_What you should do_: In the data below, find the lines containing "window" and say how many there are, nothing more.

Stored data
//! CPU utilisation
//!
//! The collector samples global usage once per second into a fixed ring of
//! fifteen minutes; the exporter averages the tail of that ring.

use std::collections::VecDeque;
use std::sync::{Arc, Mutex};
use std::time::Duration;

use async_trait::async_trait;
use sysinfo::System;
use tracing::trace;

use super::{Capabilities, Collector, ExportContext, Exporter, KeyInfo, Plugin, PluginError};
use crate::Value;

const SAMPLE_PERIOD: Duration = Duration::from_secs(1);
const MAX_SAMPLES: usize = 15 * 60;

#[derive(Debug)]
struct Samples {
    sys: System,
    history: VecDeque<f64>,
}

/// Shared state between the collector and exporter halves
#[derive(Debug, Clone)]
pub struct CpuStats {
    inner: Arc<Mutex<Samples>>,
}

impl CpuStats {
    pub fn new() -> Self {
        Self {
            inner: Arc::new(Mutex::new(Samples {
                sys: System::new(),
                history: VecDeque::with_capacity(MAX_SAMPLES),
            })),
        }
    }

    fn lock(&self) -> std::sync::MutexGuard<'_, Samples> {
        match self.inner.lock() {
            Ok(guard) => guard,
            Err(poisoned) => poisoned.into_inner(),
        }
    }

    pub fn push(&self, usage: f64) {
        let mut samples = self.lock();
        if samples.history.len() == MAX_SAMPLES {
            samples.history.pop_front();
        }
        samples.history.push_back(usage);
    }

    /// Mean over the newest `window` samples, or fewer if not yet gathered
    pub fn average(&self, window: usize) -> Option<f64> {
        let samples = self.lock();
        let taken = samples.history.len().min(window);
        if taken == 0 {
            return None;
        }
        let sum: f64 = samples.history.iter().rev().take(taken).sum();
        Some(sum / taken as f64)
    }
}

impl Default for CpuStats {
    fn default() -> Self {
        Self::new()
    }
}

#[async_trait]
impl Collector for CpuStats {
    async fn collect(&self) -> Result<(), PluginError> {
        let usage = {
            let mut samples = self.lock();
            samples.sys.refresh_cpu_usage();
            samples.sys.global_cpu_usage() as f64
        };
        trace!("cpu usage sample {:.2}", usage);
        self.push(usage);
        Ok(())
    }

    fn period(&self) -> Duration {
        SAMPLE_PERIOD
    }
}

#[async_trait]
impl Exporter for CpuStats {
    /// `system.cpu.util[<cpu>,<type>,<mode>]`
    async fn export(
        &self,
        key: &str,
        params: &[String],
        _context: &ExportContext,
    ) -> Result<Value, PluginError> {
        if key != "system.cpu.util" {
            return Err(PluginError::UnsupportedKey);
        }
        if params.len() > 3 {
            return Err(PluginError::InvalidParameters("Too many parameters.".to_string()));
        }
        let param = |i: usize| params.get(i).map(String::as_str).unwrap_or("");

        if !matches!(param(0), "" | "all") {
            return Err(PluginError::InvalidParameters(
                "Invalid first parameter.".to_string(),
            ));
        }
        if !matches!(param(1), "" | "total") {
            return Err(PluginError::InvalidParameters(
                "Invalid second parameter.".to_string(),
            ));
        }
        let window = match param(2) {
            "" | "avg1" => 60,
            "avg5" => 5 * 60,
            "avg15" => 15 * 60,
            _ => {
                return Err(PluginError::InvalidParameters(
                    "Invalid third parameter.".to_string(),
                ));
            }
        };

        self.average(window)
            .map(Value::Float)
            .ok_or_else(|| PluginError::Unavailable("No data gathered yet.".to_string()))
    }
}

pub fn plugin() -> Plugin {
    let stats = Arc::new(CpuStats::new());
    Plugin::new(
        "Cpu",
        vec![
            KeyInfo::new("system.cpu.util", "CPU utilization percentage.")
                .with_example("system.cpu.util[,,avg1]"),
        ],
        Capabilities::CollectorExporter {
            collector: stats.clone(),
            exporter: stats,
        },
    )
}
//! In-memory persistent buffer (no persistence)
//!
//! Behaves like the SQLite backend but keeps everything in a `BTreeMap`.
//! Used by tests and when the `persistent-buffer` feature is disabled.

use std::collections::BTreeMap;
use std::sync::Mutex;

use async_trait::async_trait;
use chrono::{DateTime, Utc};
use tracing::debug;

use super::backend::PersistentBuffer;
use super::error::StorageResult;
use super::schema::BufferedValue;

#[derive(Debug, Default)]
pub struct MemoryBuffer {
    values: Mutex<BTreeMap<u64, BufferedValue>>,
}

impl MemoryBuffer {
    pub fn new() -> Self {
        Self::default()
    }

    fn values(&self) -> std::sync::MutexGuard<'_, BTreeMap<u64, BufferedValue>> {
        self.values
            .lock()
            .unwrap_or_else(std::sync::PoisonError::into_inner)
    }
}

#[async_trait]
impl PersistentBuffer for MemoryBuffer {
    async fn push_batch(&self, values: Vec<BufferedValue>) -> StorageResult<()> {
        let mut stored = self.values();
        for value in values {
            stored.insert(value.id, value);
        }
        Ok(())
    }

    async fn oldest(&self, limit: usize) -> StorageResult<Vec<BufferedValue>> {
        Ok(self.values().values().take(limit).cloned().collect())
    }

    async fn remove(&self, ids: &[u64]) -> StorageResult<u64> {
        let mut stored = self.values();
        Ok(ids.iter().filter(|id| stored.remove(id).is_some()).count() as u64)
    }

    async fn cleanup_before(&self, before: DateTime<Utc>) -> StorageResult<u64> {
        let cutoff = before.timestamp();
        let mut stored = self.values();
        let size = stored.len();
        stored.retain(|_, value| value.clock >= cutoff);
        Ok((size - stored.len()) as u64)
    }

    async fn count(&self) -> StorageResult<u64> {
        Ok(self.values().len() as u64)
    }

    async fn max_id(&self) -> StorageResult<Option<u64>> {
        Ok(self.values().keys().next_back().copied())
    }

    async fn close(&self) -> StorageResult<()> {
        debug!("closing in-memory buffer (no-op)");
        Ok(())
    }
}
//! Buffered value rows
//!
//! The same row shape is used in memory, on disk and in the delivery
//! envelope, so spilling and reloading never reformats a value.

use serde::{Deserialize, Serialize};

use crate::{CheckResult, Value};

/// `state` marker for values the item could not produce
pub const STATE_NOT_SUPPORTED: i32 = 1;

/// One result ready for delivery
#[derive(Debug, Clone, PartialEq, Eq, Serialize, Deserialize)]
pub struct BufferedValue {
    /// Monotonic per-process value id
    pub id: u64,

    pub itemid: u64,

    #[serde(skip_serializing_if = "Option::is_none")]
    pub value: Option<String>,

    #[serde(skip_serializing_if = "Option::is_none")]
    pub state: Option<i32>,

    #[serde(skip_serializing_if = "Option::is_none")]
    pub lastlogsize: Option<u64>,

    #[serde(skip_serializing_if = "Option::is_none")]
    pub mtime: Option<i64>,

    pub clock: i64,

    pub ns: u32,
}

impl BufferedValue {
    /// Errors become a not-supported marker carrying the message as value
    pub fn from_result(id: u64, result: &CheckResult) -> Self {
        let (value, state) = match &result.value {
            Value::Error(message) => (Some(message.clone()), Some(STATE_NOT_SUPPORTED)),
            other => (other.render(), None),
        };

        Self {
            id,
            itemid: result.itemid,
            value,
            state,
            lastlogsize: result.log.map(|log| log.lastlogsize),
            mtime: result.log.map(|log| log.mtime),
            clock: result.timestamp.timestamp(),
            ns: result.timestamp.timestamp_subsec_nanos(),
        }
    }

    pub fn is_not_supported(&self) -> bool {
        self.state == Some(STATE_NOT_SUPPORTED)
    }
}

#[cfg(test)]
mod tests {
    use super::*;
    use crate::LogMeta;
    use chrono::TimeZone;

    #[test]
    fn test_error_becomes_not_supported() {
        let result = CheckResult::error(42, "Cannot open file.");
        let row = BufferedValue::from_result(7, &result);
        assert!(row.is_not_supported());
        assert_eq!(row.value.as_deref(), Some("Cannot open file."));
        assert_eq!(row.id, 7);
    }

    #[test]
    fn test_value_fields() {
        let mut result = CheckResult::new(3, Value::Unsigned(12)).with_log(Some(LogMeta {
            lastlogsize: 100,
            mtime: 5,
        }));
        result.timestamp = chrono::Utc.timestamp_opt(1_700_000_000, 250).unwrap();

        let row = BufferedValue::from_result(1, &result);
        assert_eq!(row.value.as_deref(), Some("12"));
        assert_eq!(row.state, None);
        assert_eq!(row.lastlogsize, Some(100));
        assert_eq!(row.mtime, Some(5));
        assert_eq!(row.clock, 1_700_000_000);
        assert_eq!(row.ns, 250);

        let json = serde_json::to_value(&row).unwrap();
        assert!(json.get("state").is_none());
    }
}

* * *

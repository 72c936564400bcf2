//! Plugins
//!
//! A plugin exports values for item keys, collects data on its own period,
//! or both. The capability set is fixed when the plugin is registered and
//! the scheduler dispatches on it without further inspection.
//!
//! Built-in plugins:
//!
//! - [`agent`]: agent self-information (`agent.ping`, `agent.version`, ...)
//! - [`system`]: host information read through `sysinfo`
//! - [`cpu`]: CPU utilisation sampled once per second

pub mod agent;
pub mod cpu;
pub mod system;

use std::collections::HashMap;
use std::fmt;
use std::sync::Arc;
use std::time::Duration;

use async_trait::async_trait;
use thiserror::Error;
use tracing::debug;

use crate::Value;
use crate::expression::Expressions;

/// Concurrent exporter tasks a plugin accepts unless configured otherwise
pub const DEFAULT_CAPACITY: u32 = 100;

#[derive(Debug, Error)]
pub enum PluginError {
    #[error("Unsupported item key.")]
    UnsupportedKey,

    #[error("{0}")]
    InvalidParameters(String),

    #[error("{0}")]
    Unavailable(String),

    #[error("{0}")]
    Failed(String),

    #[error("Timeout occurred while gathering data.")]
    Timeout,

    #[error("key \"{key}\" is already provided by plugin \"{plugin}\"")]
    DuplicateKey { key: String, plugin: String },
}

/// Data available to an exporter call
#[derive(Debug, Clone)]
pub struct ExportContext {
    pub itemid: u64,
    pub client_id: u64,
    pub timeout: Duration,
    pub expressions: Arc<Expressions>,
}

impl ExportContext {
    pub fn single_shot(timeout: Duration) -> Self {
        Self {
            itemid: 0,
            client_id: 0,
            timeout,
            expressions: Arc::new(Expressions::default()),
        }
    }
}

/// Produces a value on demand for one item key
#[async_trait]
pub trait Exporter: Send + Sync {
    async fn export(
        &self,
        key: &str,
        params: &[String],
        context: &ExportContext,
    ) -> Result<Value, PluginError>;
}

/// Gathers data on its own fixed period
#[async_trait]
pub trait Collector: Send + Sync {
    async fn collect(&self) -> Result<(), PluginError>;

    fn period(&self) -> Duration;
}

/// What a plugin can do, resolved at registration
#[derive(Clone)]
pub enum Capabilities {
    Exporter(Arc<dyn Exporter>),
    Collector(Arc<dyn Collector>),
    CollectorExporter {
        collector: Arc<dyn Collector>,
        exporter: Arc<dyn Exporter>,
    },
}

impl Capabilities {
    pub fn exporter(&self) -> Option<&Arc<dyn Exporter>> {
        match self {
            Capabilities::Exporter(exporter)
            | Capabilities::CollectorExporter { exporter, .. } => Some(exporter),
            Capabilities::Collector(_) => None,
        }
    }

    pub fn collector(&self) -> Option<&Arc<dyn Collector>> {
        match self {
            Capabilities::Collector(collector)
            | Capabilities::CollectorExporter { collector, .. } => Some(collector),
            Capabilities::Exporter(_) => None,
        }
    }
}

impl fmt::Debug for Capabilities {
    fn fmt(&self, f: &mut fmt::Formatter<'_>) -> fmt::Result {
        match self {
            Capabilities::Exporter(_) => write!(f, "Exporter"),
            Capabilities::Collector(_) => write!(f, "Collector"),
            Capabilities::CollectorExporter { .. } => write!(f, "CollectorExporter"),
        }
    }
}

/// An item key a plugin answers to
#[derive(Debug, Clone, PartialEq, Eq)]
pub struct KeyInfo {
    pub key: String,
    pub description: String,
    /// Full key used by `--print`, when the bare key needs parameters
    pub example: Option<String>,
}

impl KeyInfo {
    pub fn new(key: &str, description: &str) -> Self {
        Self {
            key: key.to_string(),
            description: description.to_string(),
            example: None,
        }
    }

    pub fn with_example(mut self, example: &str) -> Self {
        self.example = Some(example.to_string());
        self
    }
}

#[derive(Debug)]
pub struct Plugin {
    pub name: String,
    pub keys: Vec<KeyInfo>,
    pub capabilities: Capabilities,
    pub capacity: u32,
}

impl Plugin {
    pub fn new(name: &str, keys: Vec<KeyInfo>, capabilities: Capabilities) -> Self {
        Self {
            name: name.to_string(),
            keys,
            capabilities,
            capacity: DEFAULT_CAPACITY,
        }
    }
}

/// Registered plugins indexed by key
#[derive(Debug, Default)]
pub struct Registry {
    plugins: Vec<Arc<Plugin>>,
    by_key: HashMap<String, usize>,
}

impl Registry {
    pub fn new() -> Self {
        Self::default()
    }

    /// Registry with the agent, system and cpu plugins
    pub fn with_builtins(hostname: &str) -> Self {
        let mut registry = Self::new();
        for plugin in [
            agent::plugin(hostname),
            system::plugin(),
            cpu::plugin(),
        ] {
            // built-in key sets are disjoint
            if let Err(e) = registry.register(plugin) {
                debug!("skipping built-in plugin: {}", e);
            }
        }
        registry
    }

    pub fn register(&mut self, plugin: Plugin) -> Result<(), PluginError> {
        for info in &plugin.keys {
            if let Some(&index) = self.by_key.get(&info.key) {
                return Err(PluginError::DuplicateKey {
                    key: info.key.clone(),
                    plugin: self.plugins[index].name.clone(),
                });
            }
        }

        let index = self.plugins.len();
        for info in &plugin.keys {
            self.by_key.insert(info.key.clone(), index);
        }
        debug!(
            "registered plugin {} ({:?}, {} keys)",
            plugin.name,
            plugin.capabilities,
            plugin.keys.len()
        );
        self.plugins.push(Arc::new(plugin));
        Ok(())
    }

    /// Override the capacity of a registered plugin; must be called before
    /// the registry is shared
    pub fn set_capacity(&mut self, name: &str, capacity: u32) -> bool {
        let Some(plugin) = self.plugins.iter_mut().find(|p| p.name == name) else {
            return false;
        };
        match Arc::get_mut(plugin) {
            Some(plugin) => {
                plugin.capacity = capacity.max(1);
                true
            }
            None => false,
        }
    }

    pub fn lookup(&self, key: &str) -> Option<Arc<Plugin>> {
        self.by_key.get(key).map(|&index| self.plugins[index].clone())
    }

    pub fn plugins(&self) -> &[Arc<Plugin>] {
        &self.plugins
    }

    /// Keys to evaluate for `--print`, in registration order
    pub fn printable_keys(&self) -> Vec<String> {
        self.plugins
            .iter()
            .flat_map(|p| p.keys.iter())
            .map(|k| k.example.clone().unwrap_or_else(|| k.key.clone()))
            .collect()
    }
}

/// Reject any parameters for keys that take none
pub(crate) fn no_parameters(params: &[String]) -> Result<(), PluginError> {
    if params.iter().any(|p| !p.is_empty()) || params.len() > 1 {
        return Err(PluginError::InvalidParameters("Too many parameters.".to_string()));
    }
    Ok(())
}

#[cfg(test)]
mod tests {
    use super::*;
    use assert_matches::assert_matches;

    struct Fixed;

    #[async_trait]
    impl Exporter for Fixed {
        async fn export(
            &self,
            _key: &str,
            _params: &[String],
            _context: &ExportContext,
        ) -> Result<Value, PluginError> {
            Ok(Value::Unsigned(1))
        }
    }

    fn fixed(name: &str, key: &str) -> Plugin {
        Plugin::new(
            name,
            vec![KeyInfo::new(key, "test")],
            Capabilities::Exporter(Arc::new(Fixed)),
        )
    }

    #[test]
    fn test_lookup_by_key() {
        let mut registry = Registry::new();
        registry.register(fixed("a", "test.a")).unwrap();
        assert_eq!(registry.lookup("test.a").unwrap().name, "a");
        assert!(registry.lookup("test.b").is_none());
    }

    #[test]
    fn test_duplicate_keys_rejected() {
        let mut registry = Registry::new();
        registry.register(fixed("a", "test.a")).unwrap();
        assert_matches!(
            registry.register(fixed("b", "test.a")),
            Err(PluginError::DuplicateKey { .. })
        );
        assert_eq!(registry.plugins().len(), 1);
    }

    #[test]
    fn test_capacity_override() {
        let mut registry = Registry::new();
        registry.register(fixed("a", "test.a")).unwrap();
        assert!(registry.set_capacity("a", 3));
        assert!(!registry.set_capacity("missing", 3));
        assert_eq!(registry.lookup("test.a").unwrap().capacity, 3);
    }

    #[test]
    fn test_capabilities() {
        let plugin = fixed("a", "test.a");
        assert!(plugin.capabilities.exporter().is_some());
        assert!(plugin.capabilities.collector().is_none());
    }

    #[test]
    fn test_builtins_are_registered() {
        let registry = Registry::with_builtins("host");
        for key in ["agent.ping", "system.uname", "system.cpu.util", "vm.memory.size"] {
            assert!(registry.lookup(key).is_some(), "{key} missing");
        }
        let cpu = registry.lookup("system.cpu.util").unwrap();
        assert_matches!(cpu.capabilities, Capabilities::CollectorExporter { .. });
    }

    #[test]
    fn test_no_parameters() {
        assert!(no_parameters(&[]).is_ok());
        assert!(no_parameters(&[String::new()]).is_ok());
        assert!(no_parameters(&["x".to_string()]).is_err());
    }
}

_Exercise output_: 5